An incredible number of horse breeds originated in Germany, and the Holsteiner horse is one of them. Although it’s not a large breed in terms of population size, it is one of the oldest German breeds. There are also some fantastic athletes that have helped the breed become well-known in the Olympic equestrian disciplines.
Every four years, non-equestrians are reminded about the thrills of equine sports at the Olympic Games. Dressage, eventing, and show jumping are the only three disciplines included, and the Holsteiner horses have had some notable representation over the years. Germany is considered by some as the epicenter of sport horse breeding, and this German breed is known for its athleticism, willingness, and kind temperaments.
History of Holsteiner Horse
European monks were stewards of many horse breeds, and they kept exceptional records. Some of these were destroyed over the years, but others still exist. Holsteiner horse records date to the 1200s. They originated in the Schleswig-Holstein province, which is in northern Germany, and quite a few other breeds also developed here. Neapolitan, Oriental, and Spanish horses were crossed with local mares to start developing the breed for agricultural and military use. Thoroughbreds and other stallions were later brought in to refine the breed.
The Holsteiner horse is popular throughout Europe, and that’s been the case throughout history. King Phillip IV ruled Spain from 1621 to 1665, and although his diligence as a monarch can be questioned (Portugal and the Netherlands secured their independence during his reign) he did have good taste in horses. It’s said that Phillip would only have Holsteiner horses at his Cordoba Stables.
King Louis XIV of France was another monarch that preferred Holsteiners. He and many other wealthy breed enthusiasts helped secure their future. Many of these breeders used Holsteiners as driving horses, as that was still their primary means of transportation, but eventually, the breed transitioned to greater use in riding.
Holsteiner breed standards were introduced in 1686, and the first stallion inspection was in 1719. Inspections prior to registration started in 1885. However, the mare line is of great importance to the Holsteiner breed, and today, the mares have their own evaluation and inspection.
Georg Ahsbahs was one of these early breed stewards and the breed owes much to him. Ahsbahs created the Holsteiner Stud Book and the Elmshorn Riding and Driving School. The school started in 1894 and everyone who’s ever taken riding lessons at a formal lesson program can thank Ahsbahs as his was the first in the world.
Warmbloods are tall, athletic, and handsome horses and the Holsteiner horse fits this description. The breed has strict height requirements. Most average between 16 and 17 hands, but a Holsteiner stallion must be 16 hands and a mare 15.2 hands to be registered. They are deep-bodied and muscular, with straight legs and rounded gaits with impulsion. This makes them elegant carriage horses and a joy to ride. The head and neck are beautiful, the neck arches into a defined wither and sloping shoulder.
Horses have large, kind eyes and this matches their temperament. They are relaxed, intelligent, and kind horses. Many are known as forgiving of their rider’s mistakes and eager to please.

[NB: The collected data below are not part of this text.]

//! Expression parsing.
//!
//! Assignment and the conditional operator are handled directly; binary
//! operators go through a precedence-climbing loop driven by
//! [`binary_op`].

use ts2c_diagnostic::ErrorCode;
use ts2c_ir::stack::ensure_sufficient_stack;
use ts2c_ir::{BinaryOp, NodeId, NodeKind, UnaryOp, UpdateOp};
use ts2c_lexer::{parse_number, TokenKind};

use crate::{ParseError, Parser};

/// Binary operator and binding power for a token (higher binds tighter).
fn binary_op(kind: TokenKind) -> Option<(BinaryOp, u8)> {
    let op = match kind {
        TokenKind::PipePipe => (BinaryOp::Or, 1),
        TokenKind::AmpAmp => (BinaryOp::And, 2),
        TokenKind::Pipe => (BinaryOp::BitOr, 3),
        TokenKind::Caret => (BinaryOp::BitXor, 4),
        TokenKind::Amp => (BinaryOp::BitAnd, 5),
        TokenKind::EqEq => (BinaryOp::Eq, 6),
        TokenKind::NotEq => (BinaryOp::NotEq, 6),
        TokenKind::EqEqEq => (BinaryOp::StrictEq, 6),
        TokenKind::NotEqEq => (BinaryOp::StrictNotEq, 6),
        TokenKind::Lt => (BinaryOp::Lt, 7),
        TokenKind::LtEq => (BinaryOp::LtEq, 7),
        TokenKind::Gt => (BinaryOp::Gt, 7),
        TokenKind::GtEq => (BinaryOp::GtEq, 7),
        TokenKind::Shl => (BinaryOp::Shl, 8),
        TokenKind::Shr => (BinaryOp::Shr, 8),
        TokenKind::UShr => (BinaryOp::UShr, 8),
        TokenKind::Plus => (BinaryOp::Add, 9),
        TokenKind::Minus => (BinaryOp::Sub, 9),
        TokenKind::Star => (BinaryOp::Mul, 10),
        TokenKind::Slash => (BinaryOp::Div, 10),
        TokenKind::Percent => (BinaryOp::Mod, 10),
        _ => return None,
    };
    Some(op)
}

/// Assignment operator for a token; `Some(None)` is plain `=`.
fn assign_op(kind: TokenKind) -> Option<Option<BinaryOp>> {
    let op = match kind {
        TokenKind::Eq => None,
        TokenKind::PlusEq => Some(BinaryOp::Add),
        TokenKind::MinusEq => Some(BinaryOp::Sub),
        TokenKind::StarEq => Some(BinaryOp::Mul),
        TokenKind::SlashEq => Some(BinaryOp::Div),
        TokenKind::PercentEq => Some(BinaryOp::Mod),
        TokenKind::AmpEq => Some(BinaryOp::BitAnd),
        TokenKind::PipeEq => Some(BinaryOp::BitOr),
        TokenKind::CaretEq => Some(BinaryOp::BitXor),
        TokenKind::ShlEq => Some(BinaryOp::Shl),
        TokenKind::ShrEq => Some(BinaryOp::Shr),
        TokenKind::UShrEq => Some(BinaryOp::UShr),
        _ => return None,
    };
    Some(op)
}

impl Parser<'_> {
    /// Parse an expression.
    ///
    /// Uses `ensure_sufficient_stack` to survive deeply nested input.
    pub(crate) fn parse_expr(&mut self) -> Result<NodeId, ParseError> {
        ensure_sufficient_stack(|| self.parse_assignment())
    }

    /// Assignment is right associative: `a = b = c`.
    pub(crate) fn parse_assignment(&mut self) -> Result<NodeId, ParseError> {
        let target = self.parse_conditional()?;

        if self.cursor.check(&TokenKind::Arrow) {
            return Err(ParseError::new(
                ErrorCode::E1005,
                "arrow functions are not supported",
                self.cursor.current_span(),
            ));
        }

        let Some(op) = assign_op(self.cursor.current_kind()) else {
            return Ok(target);
        };
        self.check_assignment_target(target)?;
        self.cursor.advance();
        let value = ensure_sufficient_stack(|| self.parse_assignment())?;
        let span = self.ast.span(target).merge(self.ast.span(value));
        Ok(self
            .ast
            .alloc(NodeKind::Assign { op, target, value }, span))
    }

    fn check_assignment_target(&self, target: NodeId) -> Result<(), ParseError> {
        match self.ast.kind(self.ast.unparen(target)) {
            NodeKind::Ident { .. } | NodeKind::Member { .. } | NodeKind::Index { .. } => Ok(()),
            _ => Err(ParseError::new(
                ErrorCode::E1001,
                "invalid assignment target",
                self.ast.span(target),
            )),
        }
    }

    fn parse_conditional(&mut self) -> Result<NodeId, ParseError> {
        let cond = self.parse_binary(1)?;
        if !self.cursor.eat(&TokenKind::Question) {
            return Ok(cond);
        }
        let then_expr = self.parse_assignment()?;
        self.cursor.expect(&TokenKind::Colon)?;
        let else_expr = self.parse_assignment()?;
        let span = self.ast.span(cond).merge(self.ast.span(else_expr));
        Ok(self.ast.alloc(
            NodeKind::Conditional {
                cond,
                then_expr,
                else_expr,
            },
            span,
        ))
    }

    /// Precedence climbing over left-associative binary operators.
    fn parse_binary(&mut self, min_power: u8) -> Result<NodeId, ParseError> {
        let mut left = self.parse_unary()?;

        loop {
            // `expr as T` casts are erased.
            if self.cursor.check_contextual("as") && !self.cursor.newline_before() {
                self.cursor.advance();
                self.skip_type()?;
                continue;
            }

            let Some((op, power)) = binary_op(self.cursor.current_kind()) else {
                break;
            };
            if power < min_power {
                break;
            }
            self.cursor.advance();
            let right = ensure_sufficient_stack(|| self.parse_binary(power + 1))?;
            let span = self.ast.span(left).merge(self.ast.span(right));
            left = self.ast.alloc(NodeKind::Binary { op, left, right }, span);
        }

        Ok(left)
    }

    fn parse_unary(&mut self) -> Result<NodeId, ParseError> {
        let op = match self.cursor.current_kind() {
            TokenKind::Bang => Some(UnaryOp::Not),
            TokenKind::Minus => Some(UnaryOp::Neg),
            TokenKind::Plus => Some(UnaryOp::Plus),
            TokenKind::Tilde => Some(UnaryOp::BitNot),
            TokenKind::Typeof => Some(UnaryOp::Typeof),
            TokenKind::PlusPlus | TokenKind::MinusMinus => {
                let token = self.cursor.advance();
                let op = if matches!(token.kind, TokenKind::PlusPlus) {
                    UpdateOp::Increment
                } else {
                    UpdateOp::Decrement
                };
                let operand = ensure_sufficient_stack(|| self.parse_unary())?;
                self.check_assignment_target(operand)?;
                let span = self.span_from(token.span);
                return Ok(self.ast.alloc(
                    NodeKind::Update {
                        op,
                        prefix: true,
                        operand,
                    },
                    span,
                ));
            }
            _ => None,
        };

        let Some(op) = op else {
            return self.parse_postfix();
        };
        let start = self.cursor.advance().span;
        let operand = ensure_sufficient_stack(|| self.parse_unary())?;
        let span = self.span_from(start);
        Ok(self.ast.alloc(NodeKind::Unary { op, operand }, span))
    }

    fn parse_postfix(&mut self) -> Result<NodeId, ParseError> {
        let operand = self.parse_call_member()?;
        let op = match self.cursor.current_kind() {
            TokenKind::PlusPlus if !self.cursor.newline_before() => UpdateOp::Increment,
            TokenKind::MinusMinus if !self.cursor.newline_before() => UpdateOp::Decrement,
            _ => return Ok(operand),
        };
        self.check_assignment_target(operand)?;
        self.cursor.advance();
        let span = self.span_from(self.ast.span(operand));
        Ok(self.ast.alloc(
            NodeKind::Update {
                op,
                prefix: false,
                operand,
            },
            span,
        ))
    }

    /// Primary expression followed by `.name`, `[index]` and `(args)`.
    fn parse_call_member(&mut self) -> Result<NodeId, ParseError> {
        let mut expr = self.parse_primary()?;
        let start = self.ast.span(expr);

        loop {
            match self.cursor.current_kind() {
                TokenKind::Dot => {
                    self.cursor.advance();
                    let (property, _) = self.cursor.expect_property_name()?;
                    let span = self.span_from(start);
                    expr = self.ast.alloc(
                        NodeKind::Member {
                            object: expr,
                            property,
                        },
                        span,
                    );
                }
                TokenKind::LBracket => {
                    self.cursor.advance();
                    let index = self.parse_expr()?;
                    self.cursor.expect(&TokenKind::RBracket)?;
                    let span = self.span_from(start);
                    expr = self.ast.alloc(NodeKind::Index { object: expr, index }, span);
                }
                TokenKind::LParen => {
                    self.cursor.advance();
                    let args = self.parse_comma_list(&TokenKind::RParen)?;
                    let span = self.span_from(start);
                    expr = self.ast.alloc(NodeKind::Call { callee: expr, args }, span);
                }
                _ => return Ok(expr),
            }
        }
    }

    /// Comma separated expressions up to and including `close`; a trailing
    /// comma is allowed.
    fn parse_comma_list(&mut self, close: &TokenKind) -> Result<Vec<NodeId>, ParseError> {
        let mut items = Vec::new();
        while !self.cursor.check(close) {
            items.push(self.parse_assignment()?);
            if !self.cursor.eat(&TokenKind::Comma) {
                break;
            }
        }
        self.cursor.expect(close)?;
        Ok(items)
    }

    fn parse_primary(&mut self) -> Result<NodeId, ParseError> {
        let token = self.cursor.current();
        let kind = match token.kind {
            TokenKind::Number(raw) => {
                let text = self.interner().lookup(raw);
                let value = parse_number(text).unwrap_or(0.0);
                NodeKind::Number { value, raw }
            }
            TokenKind::Str(value) => NodeKind::Str { value },
            TokenKind::True => NodeKind::Bool { value: true },
            TokenKind::False => NodeKind::Bool { value: false },
            TokenKind::Null => NodeKind::Null,
            TokenKind::Undefined => NodeKind::Undefined,
            TokenKind::Ident(name) => NodeKind::Ident { name },
            TokenKind::LParen => return self.parse_paren(),
            TokenKind::LBracket => return self.parse_array(),
            TokenKind::LBrace => return self.parse_object(),
            TokenKind::Function => {
                return Err(ParseError::new(
                    ErrorCode::E1005,
                    "function expressions are not supported",
                    token.span,
                )
                .with_context("declare a named function instead"));
            }
            other => {
                return Err(ParseError::new(
                    ErrorCode::E1002,
                    format!("expected expression, found {}", other.display_name()),
                    token.span,
                ));
            }
        };
        self.cursor.advance();
        Ok(self.ast.alloc(kind, token.span))
    }

    fn parse_paren(&mut self) -> Result<NodeId, ParseError> {
        let open = self.cursor.advance().span;
        let expr = self.parse_expr()?;
        if !self.cursor.check(&TokenKind::RParen) {
            return Err(ParseError::new(
                ErrorCode::E1003,
                format!(
                    "expected `)`, found {}",
                    self.cursor.current_kind().display_name()
                ),
                self.cursor.current_span(),
            )
            .with_context("unclosed `(`"));
        }
        self.cursor.advance();
        let span = self.span_from(open);
        Ok(self.ast.alloc(NodeKind::Paren { expr }, span))
    }

    fn parse_array(&mut self) -> Result<NodeId, ParseError> {
        let open = self.cursor.advance().span;
        let elements = self.parse_comma_list(&TokenKind::RBracket)?;
        let span = self.span_from(open);
        Ok(self.ast.alloc(NodeKind::Array { elements }, span))
    }

    /// `{ key: value, "key": value, shorthand }`
    fn parse_object(&mut self) -> Result<NodeId, ParseError> {
        let open = self.cursor.advance().span;
        let mut properties = Vec::new();

        while !self.cursor.check(&TokenKind::RBrace) {
            let shorthand = matches!(self.cursor.current_kind(), TokenKind::Ident(_));
            let (key, key_span) = self.cursor.expect_property_name()?;
            let value = if self.cursor.eat(&TokenKind::Colon) {
                self.parse_assignment()?
            } else if shorthand {
                self.ast.alloc(NodeKind::Ident { name: key }, key_span)
            } else {
                return Err(ParseError::new(
                    ErrorCode::E1001,
                    format!(
                        "expected `:`, found {}",
                        self.cursor.current_kind().display_name()
                    ),
                    self.cursor.current_span(),
                ));
            };
            let span = self.span_from(key_span);
            properties.push(self.ast.alloc(NodeKind::Property { key, value }, span));
            if !self.cursor.eat(&TokenKind::Comma) {
                break;
            }
        }

        self.cursor.expect(&TokenKind::RBrace)?;
        let span = self.span_from(open);
        Ok(self.ast.alloc(NodeKind::Object { properties }, span))
    }
}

Bay was the most popular color, and breeders were selected for it over the years. Black and dark brown are the other two most popular colors, although horses are also chestnut and gray.
Holsteiners excel in eventing, show jumping, and dressage. They’ve made a name for themselves at the highest level of the sport in these disciplines and are frequent competitors at the Olympic games and other world-class events. A few Holsteiners still compete in combined driving events on the international level too, paying homage to one of their original uses.
Meteor is one of those world-class competitors. He competed in show jumping at three different Olympic Games with Fritz Thiedemann, his rider. They competed in 1952, 1956, and 1960, earning a bronze and two golds. It’s an incredible feat that he competed and medaled in three different Olympics. But that’s just the beginning because you don’t just wake up one day and decide to compete in the Olympics. Fritz competed Meteor in over 150 different competitions, and the Holsteiner gelding received the same level of fandom as the Beatles.
Holsteiner Horse Today
There were two breed organizations, and they merged in 1935 to create Holstein Verband, the existing registry. Today, the Holsteiner breed population is not as robust as some other breeds, but it’s mighty.
The largest Holsteiner horse population is still in Germany, and this is where much of the breeding takes place. Holsteiner stallions are also regularly used for other breeds, whether to improve quality or because of their known strengths as an athlete. All horse breeds have experienced some ups and downs over the years, but the Holsteiner horse continues dancing and jumping its way into the hearts of its owners, riders, and adoring fans.